It looks like the memory allocator for objects is a pool allocator with multiple different pools based on the size of the object.

The pool allocator splits its backing buffer into fixed size chunks and typically is implemented with a freelist. This comes with some pretty nice advantages.

First, because everything is fixed in size, allocating and freeing becomes very simple (and thus faster!) especially since it doesn’t need to do any of the complicated bookkeeping malloc(...) needs to do to work for any allocation size.

There’s also less fragmentation (because that arises from variable allocation sizes, which means you can optimally reuse freed memory as the pool is not getting fragmented.

Similarly to an arena, you pay most of the cost upfront by pre-allocating a backing buffer at initialization. In fact in CPython’s case, the pool’s backing buffer itself is allocated by an arena whose capacity is 1mb or 256kb:

#ifdef USE_LARGE_ARENAS
    #define ARENA_BITS              20                    /* 1 MiB */
#else
    #define ARENA_BITS              18                    /* 256 KiB */
#endif

#define ARENA_SIZE              (1 << ARENA_BITS)
#define ARENA_SIZE_MASK         (ARENA_SIZE - 1)

Also, CPython will use mmap() with MAP_ANONYMOUS so it reserves 1mb of virtual memory upfront and the physical memory is allocated on demand on page faults.

With all these tricks, it’s likely that our script (the one that prints and does seem to allocate memory in the loop) is probably reusing memory from the pool allocator more than it’s actually allocating new memory (at least for PyLongObject integers)

Conclusionλ

So to finally answer the title question “How often does Python allocate?”, the answer is what everyone expected: very often. There are some good optimizations, but it could definitely do better :)

Despite some of the optimizations, there’s obviously still a big of overhead of executing all this allocation code, when theoretically all it should take the CPU to add two integers is a single ADD instruction (obviously with a bytecode interpreter like CPython there is more overhead than this).

In addition, the representation of PyLongObject is designed to handle both small and really big integers alike, meaning the code to handle the slow and unlikely path (using a really big integer in your Python script) pessimizes the fast path (using regularly sized integers).

To be honest, I’m a little surprised Python is missing some kind of tagged pointer optimization here, which would allow it to avoid heap allocations and directly the encode the value of some integers in the pointer. I consider this to be a very well-known optimization that many interpreters of dynamically typed languages use (e.g. V8, JSC, LuaJIT) and has been around since Smalltalk in the 80s⁴!

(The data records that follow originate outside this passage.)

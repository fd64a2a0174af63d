//! # Review Pipeline CLI (`rvp`)
//!
//! The `rvp` binary exposes each pipeline component as an independent unit
//! of work, so an external scheduler can order them and re-run them safely.
//!
//! ## Usage
//!
//! ```bash
//! rvp --config ./config/rvp.toml <command>
//! ```
//!
//! ## Commands
//!
//! | Command | Description |
//! |---------|-------------|
//! | `rvp init` | Create the SQLite database and run schema setup |
//! | `rvp scrape-reviews` | Scrape the current window and write a dated batch file |
//! | `rvp scrape-metadata` | Scrape company profiles into the CSV snapshot |
//! | `rvp load-reviews` | Bulk-load new batch files into the search index |
//! | `rvp load-metadata` | Upsert the snapshot into the relational tables |
//! | `rvp window` | Show (or advance) the scrape window cursor |
//! | `rvp status` | Show window, batch and fingerprint state |
//! | `rvp predict "<text>"` | One-off sentiment inference |
//! | `rvp serve` | Start the serving API |
//!
//! A typical scheduled run chains:
//!
//! ```bash
//! rvp scrape-metadata && rvp load-metadata
//! rvp scrape-reviews && rvp load-reviews
//! ```

mod config;
mod db;
mod load_metadata;
mod load_reviews;
mod migrate;
mod models;
mod normalize;
mod scrape_metadata;
mod scrape_reviews;
mod search_index;
mod sentiment;
mod server;
mod status;
mod window;

use clap::{Parser, Subcommand};
use std::path::PathBuf;

/// Review Pipeline CLI — incremental review scraping, idempotent loading,
/// and a sentiment serving API.
///
/// All commands accept a `--config` flag pointing to a TOML configuration
/// file. See `config/rvp.example.toml` for a full example.
#[derive(Parser)]
#[command(
    name = "rvp",
    about = "Review Pipeline — incremental review scraping and idempotent loading",
    version,
    long_about = "Review Pipeline scrapes customer reviews one time window per run, writes \
    dated batch files, and bulk-loads them incrementally into a search index. Company metadata \
    is scraped into a CSV snapshot and upserted into a relational schema, gated by a content \
    fingerprint so unchanged snapshots load nothing."
)]
struct Cli {
    /// Path to configuration file (TOML).
    #[arg(long, global = true, default_value = "./config/rvp.toml")]
    config: PathBuf,

    #[command(subcommand)]
    command: Commands,
}

/// Top-level CLI commands.
#[derive(Subcommand)]
enum Commands {
    /// Initialize the database schema.
    ///
    /// Creates the SQLite database file and all required tables (category,
    /// entreprise, adress, rating, metadata_file_state, pipeline_state).
    /// This command is idempotent — running it multiple times is safe.
    Init,

    /// Scrape reviews for the current time window.
    ///
    /// Reads the persisted window cursor, walks the paginated review
    /// listing of every tracked company, writes one dated batch file, and
    /// advances the cursor for the next run.
    ScrapeReviews,

    /// Scrape company profiles into the metadata snapshot.
    ///
    /// Skipped entirely when the snapshot file already exists; delete the
    /// file to force a re-scrape.
    ScrapeMetadata,

    /// Bulk-load new batch files into the search index.
    ///
    /// Creates the index with its field mapping when absent, then loads
    /// every batch file dated after the most recent loaded date. Re-running
    /// with unchanged inputs loads nothing.
    LoadReviews,

    /// Upsert the metadata snapshot into the relational tables.
    ///
    /// Short-circuits with a no-change outcome when the snapshot
    /// fingerprint matches the last successful load.
    LoadMetadata,

    /// Show the persisted scrape window cursor.
    Window {
        /// Advance the cursor to the next window instead of just showing it.
        #[arg(long)]
        advance: bool,
    },

    /// Show window, batch-file and fingerprint state.
    Status,

    /// Predict the sentiment of free text from the CLI.
    Predict {
        /// The text to classify.
        text: String,

        /// Company name to strip from the text before classification.
        #[arg(long)]
        company: Option<String>,
    },

    /// Start the serving API.
    Serve,
}

#[tokio::main]
async fn main() -> anyhow::Result<()> {
    let cli = Cli::parse();
    let cfg = config::load_config(&cli.config)?;

    match cli.command {
        Commands::Init => {
            let pool = db::connect(&cfg).await?;
            migrate::run_migrations(&pool).await?;
            pool.close().await;
            println!("Database initialized successfully.");
        }
        Commands::ScrapeReviews => {
            scrape_reviews::run_scrape_reviews(&cfg).await?;
        }
        Commands::ScrapeMetadata => {
            scrape_metadata::run_scrape_metadata(&cfg).await?;
        }
        Commands::LoadReviews => {
            let summary = load_reviews::run_load_reviews(&cfg).await?;
            println!(
                "loaded {} file(s) ({} documents), skipped {}, failed {}",
                summary.loaded, summary.documents, summary.skipped, summary.failed
            );
            if summary.failed > 0 {
                anyhow::bail!("{} batch file(s) failed to load", summary.failed);
            }
        }
        Commands::LoadMetadata => {
            match load_metadata::run_load_metadata(&cfg).await? {
                load_metadata::MetadataOutcome::NoChange => println!("no_change"),
                load_metadata::MetadataOutcome::Loaded { rows } => {
                    println!("metadata_loaded ({} rows)", rows)
                }
            }
        }
        Commands::Window { advance } => {
            let pool = db::connect(&cfg).await?;
            let current = window::current_window(&pool).await?;
            if advance {
                let next = window::advance_window(&pool, current).await?;
                println!("{} -> {}", current, next);
            } else {
                println!("{}", current);
            }
            pool.close().await;
        }
        Commands::Status => {
            status::run_status(&cfg).await?;
        }
        Commands::Predict { text, company } => {
            let model = sentiment::LexiconModel::default();
            let (label, cleaned) =
                sentiment::predict_sentiment(&model, &text, company.as_deref());
            println!("sentiment: {}", label);
            println!("cleaned:   {}", cleaned);
        }
        Commands::Serve => {
            server::run_server(&cfg).await?;
        }
    }

    Ok(())
}
//! Service Layer Error Types
//!
//! Errors raised while reconciling an import. Two scopes exist:
//!
//! - **Fatal**: the run cannot proceed (authentication, snapshot listing, misuse
//!   of the orchestrator). The run is aborted and no row is imported.
//! - **Row-scoped**: one row could not be imported. The orchestrator logs it,
//!   counts it as failed and moves on to the next row.

use crate::models::{PathError, TreeError};
use crate::remote::RemoteError;
use thiserror::Error;

/// Import errors
#[derive(Error, Debug)]
pub enum ImportError {
    /// Authentication with the remote failed
    #[error("Authentication failed: {0}")]
    Authentication(#[source] RemoteError),

    /// Listing existing groups or connections failed
    #[error("Failed to load remote snapshot: {0}")]
    SnapshotLoad(#[source] RemoteError),

    /// The orchestrator was driven out of order
    #[error("Invalid import state: {0}")]
    InvalidState(String),

    /// The site path of a row is empty or has an empty segment
    #[error("Malformed site path: {0}")]
    MalformedPath(#[from] PathError),

    /// Creating one group segment failed
    #[error("Failed to create group '{segment}' under {parent_id}: {source}")]
    GroupCreation {
        segment: String,
        parent_id: String,
        #[source]
        source: RemoteError,
    },

    /// Creating a connection failed
    #[error("Failed to create connection '{name}' under {parent_id}: {source}")]
    LeafCreation {
        name: String,
        parent_id: String,
        #[source]
        source: RemoteError,
    },

    /// A created object could not be recorded in the in-memory tree
    #[error("Hierarchy constraint violated: {0}")]
    Hierarchy(#[from] TreeError),
}

impl ImportError {
    /// Create a group creation error
    pub fn group_creation(
        segment: impl Into<String>,
        parent_id: impl Into<String>,
        source: RemoteError,
    ) -> Self {
        Self::GroupCreation {
            segment: segment.into(),
            parent_id: parent_id.into(),
            source,
        }
    }

    /// Create a leaf creation error
    pub fn leaf_creation(
        name: impl Into<String>,
        parent_id: impl Into<String>,
        source: RemoteError,
    ) -> Self {
        Self::LeafCreation {
            name: name.into(),
            parent_id: parent_id.into(),
            source,
        }
    }

    /// Create an invalid state error
    pub fn invalid_state(msg: impl Into<String>) -> Self {
        Self::InvalidState(msg.into())
    }

    /// Whether this error aborts the whole run
    pub fn is_fatal(&self) -> bool {
        matches!(
            self,
            Self::Authentication(_) | Self::SnapshotLoad(_) | Self::InvalidState(_)
        )
    }
}
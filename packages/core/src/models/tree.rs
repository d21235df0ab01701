//! Path-Indexed Group Tree
//!
//! [`GroupTree`] is an arena of [`GroupNode`]s keyed by identifier. Parent links
//! are identifiers, never references, so there are no ownership cycles and a
//! node's full path is computed by walking the parent chain iteratively.
//!
//! # Invariants
//!
//! - Every non-root group has a parent that was already in the tree when the
//!   group was inserted.
//! - Child names are unique per parent, leaf names are unique per parent.
//! - The path index holds exactly one entry per group (root included) and
//!   every entry points at a group in the arena.
//!
//! All mutation goes through [`GroupTree::insert_group`] and
//! [`GroupTree::attach_leaf`], which check these before touching anything.

use super::group::{GroupNode, LeafResource, ROOT_ID};
use std::collections::HashMap;
use thiserror::Error;

/// Name given to the root group unless configured otherwise
pub const DEFAULT_ROOT_NAME: &str = "ROOT";

/// Rejected tree mutation
#[derive(Error, Debug, Clone, PartialEq, Eq)]
pub enum TreeError {
    #[error("group {id} has no parent identifier")]
    MissingParent { id: String },

    #[error("parent {parent_id} of {id} is not in the tree")]
    UnknownParent { id: String, parent_id: String },

    #[error("group identifier {id} is already in the tree")]
    DuplicateId { id: String },

    #[error("group {parent_id} already has a child group named '{name}'")]
    DuplicateGroupName { parent_id: String, name: String },

    #[error("group {parent_id} already has a connection named '{name}'")]
    DuplicateLeafName { parent_id: String, name: String },

    #[error("path '{path}' is already indexed")]
    PathCollision { path: String },

    #[error("path index is inconsistent with the tree: {0}")]
    IndexMismatch(String),
}

/// Arena of groups plus the full-path index
#[derive(Debug, Clone)]
pub struct GroupTree {
    root_name: String,
    groups: HashMap<String, GroupNode>,
    path_index: HashMap<String, String>,
}

impl Default for GroupTree {
    fn default() -> Self {
        Self::new()
    }
}

impl GroupTree {
    /// A tree holding only the root, named [`DEFAULT_ROOT_NAME`]
    pub fn new() -> Self {
        Self::with_root_name(DEFAULT_ROOT_NAME)
    }

    /// A tree holding only the root, displayed and addressed as `root_name`
    pub fn with_root_name(root_name: impl Into<String>) -> Self {
        let root_name = root_name.into();
        let mut groups = HashMap::new();
        groups.insert(ROOT_ID.to_string(), GroupNode::root(root_name.clone()));
        let mut path_index = HashMap::new();
        path_index.insert(root_name.clone(), ROOT_ID.to_string());

        Self {
            root_name,
            groups,
            path_index,
        }
    }

    pub fn root_name(&self) -> &str {
        &self.root_name
    }

    pub fn root(&self) -> &GroupNode {
        &self.groups[ROOT_ID]
    }

    pub fn get(&self, id: &str) -> Option<&GroupNode> {
        self.groups.get(id)
    }

    pub fn contains(&self, id: &str) -> bool {
        self.groups.contains_key(id)
    }

    /// Number of groups, root included
    pub fn group_count(&self) -> usize {
        self.groups.len()
    }

    pub fn leaf_count(&self) -> usize {
        self.groups.values().map(|g| g.leaves().len()).sum()
    }

    /// The child of `parent_id` named `name`
    pub fn child(&self, parent_id: &str, name: &str) -> Option<&GroupNode> {
        self.groups
            .get(parent_id)
            .and_then(|parent| parent.child_id(name))
            .and_then(|child_id| self.groups.get(child_id))
    }

    /// Look a group up by its full path (`ROOT/DC1/Rack10`)
    pub fn find_by_path(&self, full_path: &str) -> Option<&GroupNode> {
        self.path_index
            .get(full_path)
            .and_then(|id| self.groups.get(id))
    }

    /// All indexed paths, sorted
    pub fn paths(&self) -> Vec<String> {
        let mut paths: Vec<String> = self.path_index.keys().cloned().collect();
        paths.sort();
        paths
    }

    /// Full path of `id`, walking parent identifiers up to the root
    pub fn path_of(&self, id: &str) -> Option<String> {
        let mut names = Vec::new();
        let mut current = self.groups.get(id)?;
        loop {
            names.push(current.name());
            match current.parent_id() {
                Some(parent_id) => current = self.groups.get(parent_id)?,
                None => break,
            }
        }
        names.reverse();
        Some(names.join("/"))
    }

    /// Full path a child `name` of `parent_id` would get, if it can be inserted
    ///
    /// Rejects an unknown parent, a sibling with the same name and a path that
    /// is already indexed (a group whose own name contains `/`).
    pub fn check_insertable(&self, parent_id: &str, name: &str) -> Result<String, TreeError> {
        let parent = self
            .groups
            .get(parent_id)
            .ok_or_else(|| TreeError::UnknownParent {
                id: name.to_string(),
                parent_id: parent_id.to_string(),
            })?;
        if parent.child_id(name).is_some() {
            return Err(TreeError::DuplicateGroupName {
                parent_id: parent_id.to_string(),
                name: name.to_string(),
            });
        }

        let parent_path = self
            .path_of(parent_id)
            .ok_or_else(|| TreeError::IndexMismatch(format!("no path for {parent_id}")))?;
        let path = format!("{parent_path}/{name}");
        if self.path_index.contains_key(&path) {
            return Err(TreeError::PathCollision { path });
        }
        Ok(path)
    }

    /// Insert a group below its (already present) parent and index its path
    pub fn insert_group(&mut self, node: GroupNode) -> Result<&GroupNode, TreeError> {
        let id = node.id().to_string();
        let parent_id = node
            .parent_id()
            .ok_or_else(|| TreeError::MissingParent { id: id.clone() })?
            .to_string();

        if self.groups.contains_key(&id) {
            return Err(TreeError::DuplicateId { id });
        }
        let path = self
            .check_insertable(&parent_id, node.name())
            .map_err(|e| match e {
                TreeError::UnknownParent { parent_id, .. } => TreeError::UnknownParent {
                    id: id.clone(),
                    parent_id,
                },
                other => other,
            })?;

        if let Some(parent) = self.groups.get_mut(&parent_id) {
            parent.link_child(node.name(), &id);
        }
        self.path_index.insert(path, id.clone());
        self.groups.insert(id.clone(), node);
        Ok(&self.groups[&id])
    }

    /// Attach a leaf to the group named by its `parent_id`
    pub fn attach_leaf(&mut self, leaf: LeafResource) -> Result<&LeafResource, TreeError> {
        let parent_id = leaf.parent_id.clone();
        let name = leaf.name.clone();
        let parent = self
            .groups
            .get_mut(&parent_id)
            .ok_or_else(|| TreeError::UnknownParent {
                id: leaf.id.clone(),
                parent_id: parent_id.clone(),
            })?;

        if !parent.attach_leaf(leaf) {
            return Err(TreeError::DuplicateLeafName { parent_id, name });
        }
        parent
            .leaf(&name)
            .ok_or_else(|| TreeError::IndexMismatch(format!("leaf '{name}' vanished")))
    }

    /// Check that the path index and the arena describe the same set of groups
    pub fn verify_index(&self) -> Result<(), TreeError> {
        if self.path_index.len() != self.groups.len() {
            return Err(TreeError::IndexMismatch(format!(
                "{} paths for {} groups",
                self.path_index.len(),
                self.groups.len()
            )));
        }
        for (path, id) in &self.path_index {
            match self.path_of(id) {
                Some(computed) if &computed == path => {}
                Some(computed) => {
                    return Err(TreeError::IndexMismatch(format!(
                        "{path} points at {id} whose path is {computed}"
                    )))
                }
                None => {
                    return Err(TreeError::IndexMismatch(format!(
                        "{path} points at missing group {id}"
                    )))
                }
            }
        }
        Ok(())
    }

    /// Depth-first dump: each group, then its connections, then its child groups
    pub fn render(&self) -> String {
        let mut out = String::new();
        let mut stack: Vec<(&str, usize)> = vec![(ROOT_ID, 0)];

        while let Some((id, depth)) = stack.pop() {
            let Some(group) = self.groups.get(id) else {
                continue;
            };
            let indent = "  ".repeat(depth);
            out.push_str(&format!(
                "{indent}- Group: {} (ID: {})\n",
                group.name(),
                group.id()
            ));
            for leaf in group.leaves() {
                out.push_str(&format!(
                    "{indent}  * Connection: {} (ID: {})\n",
                    leaf.name, leaf.id
                ));
            }
            for child_id in group.child_ids().iter().rev() {
                stack.push((child_id.as_str(), depth + 1));
            }
        }

        out
    }
}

Update: Python does use tagged integers for iteration and pointers are tagged to skip refcounting.

But we do see a good example of how using specialized memory allocators lets us greatly reduce some of the costs of memory allocation.

This is why Zig is one my favorite languages. The answer to the question of “I wonder if this is allocating?” is “does this function take an allocator?“⁵. And the std.mem.Allocator interface lets you easily swap out allocators, and all of the standard library is designed to accept a std.mem.Allocator when it wants to allocate memory.

Footnotesλ

^1↩︎

According to this chart of the cost of CPU operations in cycles, allocating + deallocating an object could take 200-500 cycles. Meanwhile, an ADD op is listed as taking less than 1 cycle (since modern CPUs have multiple ALU units meaning more parallelism). So the 200-500x slower estimate is quite modest.

Also, this is does not include the other overheads of Python’s integer representation beyond allocation.

For example, this is the codepath for converting a PythonLongObject* into a usize:

static inline Py_ssize_t
_PyLong_CompactValue(const PyLongObject *op)
{
    Py_ssize_t sign;
    sign = 1 - (op->long_value.lv_tag & _PyLong_SIGN_MASK);
    return sign * (Py_ssize_t)op->long_value.ob_digit[0];
}

There’s pointer indirection, a bit mask and a substraction and a multiplication and then another pointer indirection from reading ob_digit[0].

^2↩︎

We can see declaration of these small ints here:

#define _PY_NSMALLPOSINTS           1025
#define _PY_NSMALLNEGINTS           5

struct _Py_static_objects {
    struct {
        /* Small integers are preallocated in this array so that they
         * can be shared.
         * The integers that are preallocated are those in the range
         * -_PY_NSMALLNEGINTS (inclusive) to _PY_NSMALLPOSINTS (exclusive).
         */
        PyLongObject small_ints[_PY_NSMALLNEGINTS + _PY_NSMALLPOSINTS];
        
        /* ... */
    } singletons;
};

This is actually a recent change made 2 months ago and will be in Python 3.15 (the old range was -5 to 257).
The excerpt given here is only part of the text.